↓

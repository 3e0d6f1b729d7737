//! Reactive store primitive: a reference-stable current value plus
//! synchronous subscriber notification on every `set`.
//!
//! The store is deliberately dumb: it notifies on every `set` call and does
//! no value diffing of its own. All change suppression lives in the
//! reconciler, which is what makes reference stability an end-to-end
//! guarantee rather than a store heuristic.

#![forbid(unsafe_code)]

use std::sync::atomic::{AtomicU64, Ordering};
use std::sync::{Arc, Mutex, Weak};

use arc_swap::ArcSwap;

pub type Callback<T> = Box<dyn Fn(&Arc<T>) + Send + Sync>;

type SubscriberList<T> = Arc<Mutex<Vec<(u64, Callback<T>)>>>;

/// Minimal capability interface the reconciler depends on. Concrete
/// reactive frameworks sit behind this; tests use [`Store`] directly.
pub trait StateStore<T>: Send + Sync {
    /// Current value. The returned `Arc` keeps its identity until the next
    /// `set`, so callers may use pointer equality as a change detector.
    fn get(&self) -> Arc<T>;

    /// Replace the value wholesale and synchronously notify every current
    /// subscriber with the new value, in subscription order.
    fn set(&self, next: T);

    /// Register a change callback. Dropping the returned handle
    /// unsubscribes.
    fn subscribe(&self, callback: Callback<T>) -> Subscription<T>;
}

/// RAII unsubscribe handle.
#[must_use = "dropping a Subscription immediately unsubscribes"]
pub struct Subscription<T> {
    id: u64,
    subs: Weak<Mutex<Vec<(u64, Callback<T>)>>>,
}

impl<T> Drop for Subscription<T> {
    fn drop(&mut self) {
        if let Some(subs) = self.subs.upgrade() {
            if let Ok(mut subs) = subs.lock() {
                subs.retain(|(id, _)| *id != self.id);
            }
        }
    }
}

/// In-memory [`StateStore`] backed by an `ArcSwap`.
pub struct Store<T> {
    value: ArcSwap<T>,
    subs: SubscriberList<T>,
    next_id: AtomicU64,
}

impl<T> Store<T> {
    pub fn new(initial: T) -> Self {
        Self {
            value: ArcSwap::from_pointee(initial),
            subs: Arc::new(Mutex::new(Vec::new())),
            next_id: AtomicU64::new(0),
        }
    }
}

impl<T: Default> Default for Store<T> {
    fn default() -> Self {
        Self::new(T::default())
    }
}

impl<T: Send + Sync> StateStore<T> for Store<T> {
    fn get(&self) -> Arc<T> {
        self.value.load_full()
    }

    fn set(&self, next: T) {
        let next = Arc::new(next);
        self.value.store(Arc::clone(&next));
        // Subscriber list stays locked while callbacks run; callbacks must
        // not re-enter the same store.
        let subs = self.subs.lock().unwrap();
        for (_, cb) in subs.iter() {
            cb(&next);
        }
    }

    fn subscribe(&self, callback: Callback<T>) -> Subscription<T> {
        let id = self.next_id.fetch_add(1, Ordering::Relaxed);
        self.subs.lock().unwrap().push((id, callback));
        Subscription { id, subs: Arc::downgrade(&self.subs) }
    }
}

↑

- _WHAT IS NEEDED_
Up to and including the last line of the material, reproduce every line exactly, beginning with the one that contains "let next = Arc::new(next);" and adding nothing else.

- _COMPLETED EXERCISE_
        let next = Arc::new(next);
        self.value.store(Arc::clone(&next));
        // Subscriber list stays locked while callbacks run; callbacks must
        // not re-enter the same store.
        let subs = self.subs.lock().unwrap();
        for (_, cb) in subs.iter() {
            cb(&next);
        }
    }

    fn subscribe(&self, callback: Callback<T>) -> Subscription<T> {
        let id = self.next_id.fetch_add(1, Ordering::Relaxed);
        self.subs.lock().unwrap().push((id, callback));
        Subscription { id, subs: Arc::downgrade(&self.subs) }
    }
}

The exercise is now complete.